An estimated one in 500 people were infected with coronavirus in England between September 18 and 24, according to new data from the Office for National Statistics (ONS).

The ONS said in recent weeks, “there has been clear evidence of an increase in the number of people testing positive for Covid-19”. Current rates were highest in teenagers and young adults.

There is evidence of higher infection rates in the North West and North East, as well as Yorkshire and the Humber and London.

The ONS found there were around 8,400 new cases per day across England from September 18 to 24, down on the 9,600 in the previous week.

However, Katherine Kent, co-head of analysis for the Covid-19 Infection Survey, said:

While the evidence suggests that the increase in new cases may be levelling off after a sharp rise in August and September, it is too early to be certain at this stage.

Libby Brooks is live-tweeting Nicola Sturgeons afternoon presser.

Updated

Wales amends local lockdown rules to support people who live alone

Amendments to local lockdown rules in Wales are being made to help ease the emotional toll on people who live alone.

Adults living by themselves, including single parents, in areas under local restrictions will be able to form a temporary bubble with another household in their local area under the new rules coming into force on Saturday (3 October)

The change is designed to help protect people living alone from the risk of experiencing loneliness and isolation and will enable to them to meet other people indoors – something, which is ordinarily not allowed unless someone has a reasonable excuse anywhere across Wales. The rule of six will apply to these new single people household bubbles.

Welsh first minister Mark Drakeford, said:

The coronavirus pandemic has taken a huge toll on all of us – we’ve all been through so much this year already.

Many people will have the support of their family at this time but large numbers of people – young and old – live alone. None of us should have to face coronavirus on our own.

Creating temporary bubbles for single people and single parents in local lockdown areas will make sure they have the emotional support they need during this time.

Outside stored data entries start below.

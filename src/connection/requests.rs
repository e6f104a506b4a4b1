//! Typed node requests on top of [`ConnectionManager::execute`].
//!
//! Each operation validates its path, sends one request and maps the reply
//! code onto the crate error types. Reads are resent after a transport loss;
//! writes report [`ConnectionError::ConnectionLoss`](crate::ConnectionError::ConnectionLoss)
//! instead, since the ensemble may already have applied them.

use autometrics::autometrics;
use bytes::Bytes;

use super::ConnectionManager;
use super::OnLoss;
use crate::constants::ANY_VERSION;
use crate::node::path;
use crate::proto;
use crate::proto::CreateRequest;
use crate::proto::DeleteRequest;
use crate::proto::ErrorCode;
use crate::proto::ExistsRequest;
use crate::proto::GetChildrenRequest;
use crate::proto::GetDataRequest;
use crate::proto::SetDataRequest;
use crate::CreateMode;
use crate::Result;
use crate::Stat;
use crate::API_SLO;

impl ConnectionManager {
    /// Creates a node and returns the path the ensemble assigned.
    #[autometrics(objective = API_SLO)]
    pub(crate) async fn create(
        &self,
        path: &str,
        data: Bytes,
        mode: CreateMode,
    ) -> Result<(String, Stat)> {
        path::validate_create(path, mode.is_sequential())?;
        let request = CreateRequest {
            header: None,
            path: path.to_string(),
            data,
            mode: proto::CreateMode::from(mode) as i32,
        };
        let (code, reply) = self
            .execute("create", OnLoss::Report, request, |mut client, request| async move {
                client.create(request).await
            })
            .await?;
        code.into_result(path, ANY_VERSION, self.session_id())?;
        Ok((reply.path, reply.stat.map(Stat::from).unwrap_or_default()))
    }

    /// Deletes a node; `version` of -1 matches any version.
    #[autometrics(objective = API_SLO)]
    pub(crate) async fn delete(
        &self,
        path: &str,
        version: i32,
    ) -> Result<()> {
        path::validate(path)?;
        let request = DeleteRequest {
            header: None,
            path: path.to_string(),
            version,
        };
        let (code, _) = self
            .execute("delete", OnLoss::Report, request, |mut client, request| async move {
                client.delete(request).await
            })
            .await?;
        code.into_result(path, version, self.session_id())
    }

    /// Stat of the node, `None` when absent.
    ///
    /// With `watch` set the ensemble arms a data watch on an existing node and
    /// an existence watch on an absent one.
    #[autometrics(objective = API_SLO)]
    pub(crate) async fn exists(
        &self,
        path: &str,
        watch: bool,
    ) -> Result<Option<Stat>> {
        path::validate(path)?;
        let request = ExistsRequest {
            header: None,
            path: path.to_string(),
            watch,
        };
        let (code, reply) = self
            .execute("exists", OnLoss::Retry, request, |mut client, request| async move {
                client.exists(request).await
            })
            .await?;
        if code == ErrorCode::NoNode {
            return Ok(None);
        }
        code.into_result(path, ANY_VERSION, self.session_id())?;
        Ok(reply.stat.map(Stat::from))
    }

    #[autometrics(objective = API_SLO)]
    pub(crate) async fn get_data(
        &self,
        path: &str,
        watch: bool,
    ) -> Result<(Bytes, Stat)> {
        path::validate(path)?;
        let request = GetDataRequest {
            header: None,
            path: path.to_string(),
            watch,
        };
        let (code, reply) = self
            .execute("get_data", OnLoss::Retry, request, |mut client, request| async move {
                client.get_data(request).await
            })
            .await?;
        code.into_result(path, ANY_VERSION, self.session_id())?;
        Ok((reply.data, reply.stat.map(Stat::from).unwrap_or_default()))
    }

    #[autometrics(objective = API_SLO)]
    pub(crate) async fn set_data(
        &self,
        path: &str,
        data: Bytes,
        version: i32,
    ) -> Result<Stat> {
        path::validate(path)?;
        let request = SetDataRequest {
            header: None,
            path: path.to_string(),
            data,
            version,
        };
        let (code, reply) = self
            .execute("set_data", OnLoss::Report, request, |mut client, request| async move {
                client.set_data(request).await
            })
            .await?;
        code.into_result(path, version, self.session_id())?;
        Ok(reply.stat.map(Stat::from).unwrap_or_default())
    }

    #[autometrics(objective = API_SLO)]
    pub(crate) async fn get_children(
        &self,
        path: &str,
        watch: bool,
    ) -> Result<(Vec<String>, Stat)> {
        path::validate(path)?;
        let request = GetChildrenRequest {
            header: None,
            path: path.to_string(),
            watch,
        };
        let (code, reply) = self
            .execute("get_children", OnLoss::Retry, request, |mut client, request| async move {
                client.get_children(request).await
            })
            .await?;
        code.into_result(path, ANY_VERSION, self.session_id())?;
        Ok((reply.children, reply.stat.map(Stat::from).unwrap_or_default()))
    }
}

The Welsh government has carried out the latest 21-day review of the coronavirus regulations but will not be making any major changes to the national rules because of the overall rise in cases across Wales.

However, the government will strengthen enforcement powers for local authorities to fine people who organise house parties and to simplify the process to introduce restrictions on drinking alcohol in public.

Updated

Are UK coronavirus cases rising in your local area and nationally? Check out week-on-week changes across England, Scotland, Wales and Northern Ireland and the latest figures from public health authorities

A hotel manager has been fined 10,000 for breaching coronavirus regulations after hosting a funeral party with over 200 guests, PA reports.

West Midlands Police said it was the first maximum fine they had issued since the new rules were implemented.

The force said the Castle Bromwich Hall Hotel in Solihull has also been banned from holding events until January next year following the large gathering on September 25.

Police received nine calls to report the funeral party and loud music coming from the hotel. The party attendees were dispersed at 9pm.

Some limited evidence Covid-19 incidence rate 'may be levelling off' - ONS

There were an average of 8,400 new Covid-19 infections a day in private households in England between 18 and 24 September, according to the latest estimates from the Office for National Statistics (ONS).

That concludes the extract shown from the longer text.